I was originally gonna play the MCV in Illinois but it became evident early on that it was going to be a wash due to a westward propagating MCS in MO the night before. Due to this, I chose to target Marshalltown back on the cold front as I believed odds of destabilization and recovery were higher than on the MCV. I had forgotten my SD card for this chase, so all these are all high-quality iPhone captures.The first supercell went up and matured rather quickly near Ankeny. But seemed too early for the LLJ and didn't really do a whole lot while I was on it but it did feature high contrast and was quite photogenic at times as Ethan showed above. Despite this, I abandoned it at Searsboro for the storm that was quickly becoming dominant to the SW.
Near Newton at 5:10pm.
The first storm came closest to producing at this occlusion here at about 5:45 near Kellogg and it's a shame it lacked the extra kick it needed, because a tornado there would've been wickedly photogenic and I was in the perfect spot to view it.

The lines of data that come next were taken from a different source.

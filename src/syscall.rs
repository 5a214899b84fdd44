//! System call dispatch.
//!
//! The architecture header assigns the externally visible numbers; the
//! table here is the machine-independent one the trampoline indexes after
//! decoding the trap. Results follow the kernel-wide convention: `Ok(v)`
//! lands in the result register, `Err(e)` surfaces as the positive errno
//! with `-1` handed to userland, and `EJUSTRETURN` leaves the register
//! file untouched.

use alloc::sync::Arc;

use crate::clock::{Timespec, do_clock_nanosleep};
use crate::proc::{self, WNOHANG};
use crate::signal::{self, SigDisp, SigSet, Signo};
use crate::vm::{Prot, VmFlags};
use crate::vm_map::VmMap;
use crate::{Errno, Result, Vaddr};

/// Machine-independent syscall numbers.
pub mod nr {
    pub const EXIT: usize = 1;
    pub const FORK: usize = 2;
    pub const WAIT4: usize = 3;
    pub const KILL: usize = 4;
    pub const MMAP: usize = 5;
    pub const MUNMAP: usize = 6;
    pub const MPROTECT: usize = 7;
    pub const MADVISE: usize = 8;
    pub const SBRK: usize = 9;
    pub const SIGACTION: usize = 10;
    pub const SIGPROCMASK: usize = 11;
    pub const SIGSUSPEND: usize = 12;
    pub const SIGRETURN: usize = 13;
    pub const SETCONTEXT: usize = 14;
    pub const CLOCK_NANOSLEEP: usize = 15;
    pub const EXECVE: usize = 16;
}

/// `mmap` prot bits as userland passes them.
pub mod prot {
    pub const READ: usize = 1;
    pub const WRITE: usize = 2;
    pub const EXEC: usize = 4;
}

/// `mmap` flags as userland passes them.
pub mod map {
    pub const SHARED: usize = 1;
    pub const PRIVATE: usize = 2;
    pub const FIXED: usize = 4;
    pub const ANON: usize = 8;
    pub const STACK: usize = 16;
}

/// `madvise` advice values understood (and ignored) by the core.
pub mod madv {
    pub const NORMAL: usize = 0;
    pub const RANDOM: usize = 1;
    pub const SEQUENTIAL: usize = 2;
    pub const WILLNEED: usize = 3;
    pub const DONTNEED: usize = 4;
    pub const FREE: usize = 6;
}

fn current_map() -> Result<Arc<VmMap>> {
    let cell = proc::proc_self().ok_or(Errno::Srch)?;
    let p = cell.lock.lock_at("syscall");
    p.vmspace.clone().ok_or(Errno::Srch)
}

fn decode_prot(bits: usize) -> Result<Prot> {
    if bits & !(prot::READ | prot::WRITE | prot::EXEC) != 0 {
        return Err(Errno::Inval);
    }
    Prot::from_bits(bits as u8).ok_or(Errno::Inval)
}

fn decode_flags(bits: usize) -> Result<VmFlags> {
    let known = map::SHARED | map::PRIVATE | map::FIXED | map::ANON | map::STACK;
    if bits & !known != 0 {
        return Err(Errno::Inval);
    }
    let mut flags = VmFlags::empty();
    if bits & map::SHARED != 0 {
        flags |= VmFlags::SHARED;
    }
    if bits & map::PRIVATE != 0 {
        flags |= VmFlags::PRIVATE;
    }
    if bits & map::FIXED != 0 {
        flags |= VmFlags::FIXED;
    }
    if bits & map::ANON != 0 {
        flags |= VmFlags::ANON;
    }
    if bits & map::STACK != 0 {
        flags |= VmFlags::STACK;
    }
    // Exactly one sharing mode.
    if flags.contains(VmFlags::SHARED) == flags.contains(VmFlags::PRIVATE) {
        return Err(Errno::Inval);
    }
    Ok(flags)
}

/// Dispatch a decoded system call. `args` are the raw argument registers.
pub fn syscall_dispatch(code: usize, args: &[usize; 6]) -> Result<usize> {
    match code {
        nr::EXIT => sys_exit(args[0] as i32),
        nr::FORK => proc::do_fork().map(|pid| pid as usize),
        nr::WAIT4 => sys_wait4(args[0] as i32, args[1], args[2] as u32),
        nr::KILL => proc::do_kill(args[0] as u32, args[1] as Signo).map(|_| 0),
        nr::MMAP => sys_mmap(args[0], args[1], args[2], args[3]),
        nr::MUNMAP => sys_munmap(args[0], args[1]),
        nr::MPROTECT => sys_mprotect(args[0], args[1], args[2]),
        nr::MADVISE => sys_madvise(args[0], args[1], args[2]),
        nr::SBRK => proc::do_sbrk(args[0] as isize),
        nr::SIGACTION => sys_sigaction(args[0] as Signo, args[1], args[2]),
        nr::SIGPROCMASK => sys_sigprocmask(args[0] as u32, args[1], args[2]),
        nr::SIGSUSPEND => sys_sigsuspend(args[0]),
        nr::SIGRETURN => sys_sigreturn(args[0]),
        nr::SETCONTEXT => sys_setcontext(args[0]),
        nr::CLOCK_NANOSLEEP => sys_clock_nanosleep(args[0] as u32, args[1] as u32, args[2], args[3]),
        nr::EXECVE => Err(Errno::NotSup),
        _ => {
            log::debug!(target: "syscall", "unknown syscall {}", code);
            Err(Errno::NoSys)
        }
    }
}

fn sys_exit(code: i32) -> Result<usize> {
    proc::proc_exit(signal::status_exited(code));
}

fn sys_wait4(pid: i32, status_uva: Vaddr, options: u32) -> Result<usize> {
    let reaped = proc::do_waitpid(pid, options)?;
    match reaped {
        Some((child, status)) => {
            if status_uva != 0 {
                let map = current_map()?;
                map.copyout(&status.to_ne_bytes(), status_uva)?;
            }
            Ok(child as usize)
        }
        None => {
            debug_assert!(options & WNOHANG != 0);
            Ok(0)
        }
    }
}

/// `mmap` with the surface of the core: anonymous mappings only, offsets
/// page-aligned, length rounded up to whole pages.
fn sys_mmap(addr: usize, length: usize, prot_bits: usize, flag_bits: usize) -> Result<usize> {
    if length == 0 {
        return Err(Errno::Inval);
    }
    let prot = decode_prot(prot_bits)?;
    let flags = decode_flags(flag_bits)?;
    if !flags.contains(VmFlags::ANON) {
        // File-backed mappings belong to the VFS layer.
        return Err(Errno::NotSup);
    }
    let map = current_map()?;
    map.alloc_segment(addr, length, prot, flags)
}

fn sys_munmap(addr: usize, length: usize) -> Result<usize> {
    if length == 0 || !crate::vm::page_aligned(addr) {
        return Err(Errno::Inval);
    }
    let map = current_map()?;
    map.remove_segment(addr, length)?;
    Ok(0)
}

fn sys_mprotect(addr: usize, length: usize, prot_bits: usize) -> Result<usize> {
    let prot = decode_prot(prot_bits)?;
    let map = current_map()?;
    map.protect(addr, addr.checked_add(length).ok_or(Errno::Inval)?, prot)?;
    Ok(0)
}

fn sys_madvise(addr: usize, length: usize, advice: usize) -> Result<usize> {
    if !crate::vm::page_aligned(addr) || length == 0 {
        return Err(Errno::Inval);
    }
    match advice {
        madv::NORMAL | madv::RANDOM | madv::SEQUENTIAL | madv::WILLNEED | madv::DONTNEED
        | madv::FREE => Ok(0),
        _ => Err(Errno::Inval),
    }
}

/// ABI of `struct sigaction` as exchanged with userland.
#[derive(Debug, Clone, Copy, Default)]
#[repr(C)]
struct SigActionAbi {
    /// 0 = default, 1 = ignore, otherwise the handler address.
    handler: usize,
    mask: u32,
    flags: u32,
}

const SIG_DFL: usize = 0;
const SIG_IGN: usize = 1;

fn read_abi<T: Copy>(map: &VmMap, uva: Vaddr) -> Result<T> {
    let mut bytes = alloc::vec![0u8; core::mem::size_of::<T>()];
    map.copyin(uva, &mut bytes)?;
    Ok(unsafe { core::ptr::read_unaligned(bytes.as_ptr() as *const T) })
}

fn write_abi<T: Copy>(map: &VmMap, uva: Vaddr, value: &T) -> Result<()> {
    let bytes = unsafe {
        core::slice::from_raw_parts(value as *const T as *const u8, core::mem::size_of::<T>())
    };
    map.copyout(bytes, uva)
}

fn sys_sigaction(sig: Signo, act_uva: Vaddr, oldact_uva: Vaddr) -> Result<usize> {
    let map = current_map()?;
    let disp = if act_uva != 0 {
        let abi: SigActionAbi = read_abi(&map, act_uva)?;
        Some(match abi.handler {
            SIG_DFL => SigDisp::Default,
            SIG_IGN => SigDisp::Ignore,
            handler => SigDisp::Handler { handler, mask: SigSet::from_bits(abi.mask) },
        })
    } else {
        None
    };
    let mut old = SigDisp::Default;
    signal::do_sigaction(sig, disp, Some(&mut old))?;
    if oldact_uva != 0 {
        let abi = match old {
            SigDisp::Default => SigActionAbi { handler: SIG_DFL, ..Default::default() },
            SigDisp::Ignore => SigActionAbi { handler: SIG_IGN, ..Default::default() },
            SigDisp::Handler { handler, mask } => {
                SigActionAbi { handler, mask: mask.bits(), flags: 0 }
            }
        };
        write_abi(&map, oldact_uva, &abi)?;
    }
    Ok(0)
}

fn sys_sigprocmask(how: u32, set_uva: Vaddr, oset_uva: Vaddr) -> Result<usize> {
    let map = current_map()?;
    let set = if set_uva != 0 {
        Some(SigSet::from_bits(read_abi::<u32>(&map, set_uva)?))
    } else {
        None
    };
    let mut old = SigSet::empty();
    signal::do_sigprocmask(how, set, Some(&mut old))?;
    if oset_uva != 0 {
        write_abi(&map, oset_uva, &old.bits())?;
    }
    Ok(0)
}

fn sys_sigsuspend(mask_uva: Vaddr) -> Result<usize> {
    let map = current_map()?;
    let mask = SigSet::from_bits(read_abi::<u32>(&map, mask_uva)?);
    signal::do_sigsuspend(mask).map(|_| 0)
}

fn sys_sigreturn(ucp: Vaddr) -> Result<usize> {
    let map = current_map()?;
    signal::do_sigreturn(ucp, &map)
}

/// `setcontext` restores a full user context the same way `sigreturn`
/// does, and likewise must not have its result register overwritten.
fn sys_setcontext(ucp: Vaddr) -> Result<usize> {
    let map = current_map()?;
    signal::do_sigreturn(ucp, &map)
}

fn sys_clock_nanosleep(clock_id: u32, flags: u32, rqt_uva: Vaddr, rmt_uva: Vaddr) -> Result<usize> {
    let map = current_map()?;
    let rqt: Timespec = read_abi(&map, rqt_uva)?;
    let mut rmt = Timespec::default();
    let result = do_clock_nanosleep(clock_id, flags, &rqt, Some(&mut rmt));
    match result {
        Ok(()) => Ok(0),
        Err(Errno::Intr) => {
            if rmt_uva != 0 {
                write_abi(&map, rmt_uva, &rmt)?;
            }
            Err(Errno::Intr)
        }
        Err(e) => Err(e),
    }
}

#[cfg(test)]
mod tests {
    use super::*;

    #[test]
    fn prot_and_flag_decoding() {
        assert_eq!(decode_prot(prot::READ | prot::WRITE), Ok(Prot::READ | Prot::WRITE));
        assert_eq!(decode_prot(0x80), Err(Errno::Inval));
        let flags = decode_flags(map::PRIVATE | map::ANON).unwrap();
        assert!(flags.contains(VmFlags::PRIVATE) && flags.contains(VmFlags::ANON));
        // Exactly one of SHARED/PRIVATE.
        assert_eq!(decode_flags(map::ANON), Err(Errno::Inval));
        assert_eq!(decode_flags(map::ANON | map::SHARED | map::PRIVATE), Err(Errno::Inval));
        assert_eq!(decode_flags(0x100), Err(Errno::Inval));
    }

    #[test]
    fn unknown_syscalls_are_enosys() {
        crate::testutil::boot();
        assert_eq!(syscall_dispatch(9999, &[0; 6]), Err(Errno::NoSys));
    }

    #[test]
    fn execve_is_delegated_out_of_the_core() {
        crate::testutil::boot();
        assert_eq!(syscall_dispatch(nr::EXECVE, &[0; 6]), Err(Errno::NotSup));
    }

    #[test]
    fn madvise_validates_its_advice() {
        crate::testutil::boot();
        assert_eq!(sys_madvise(0x1000, crate::config::PAGE_SIZE, madv::WILLNEED), Ok(0));
        assert_eq!(sys_madvise(0x1000, crate::config::PAGE_SIZE, 99), Err(Errno::Inval));
        assert_eq!(sys_madvise(0x1001, crate::config::PAGE_SIZE, madv::NORMAL), Err(Errno::Inval));
    }

    #[test]
    fn mmap_rejects_file_mappings_and_zero_length() {
        crate::testutil::boot();
        assert_eq!(sys_mmap(0, 0, prot::READ, map::PRIVATE | map::ANON), Err(Errno::Inval));
        assert_eq!(sys_mmap(0, 4096, prot::READ, map::PRIVATE), Err(Errno::NotSup));
    }
}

The 2nd storm was much more grungy and less photogenic, but never the less a little bit healthier than the first. Needless to say by this point the LLJ had begun to increase and sufficiently enlarge low level hodographs and this is really the only reason I can think of for why the first storm struggled to do much and the 2nd storm produced two tornadoes.This shot is looking at it as I arrived at 6:35pm
Insert tornado #1 6:44pm
and #2 at 7:03pm
The storm threw out a huge gust front after this and never really recovered inflow dominance. So I called the chase in Oskaloosa and went to go shoot sunset pics.
These are both unedited. The skies were really *that* saturated.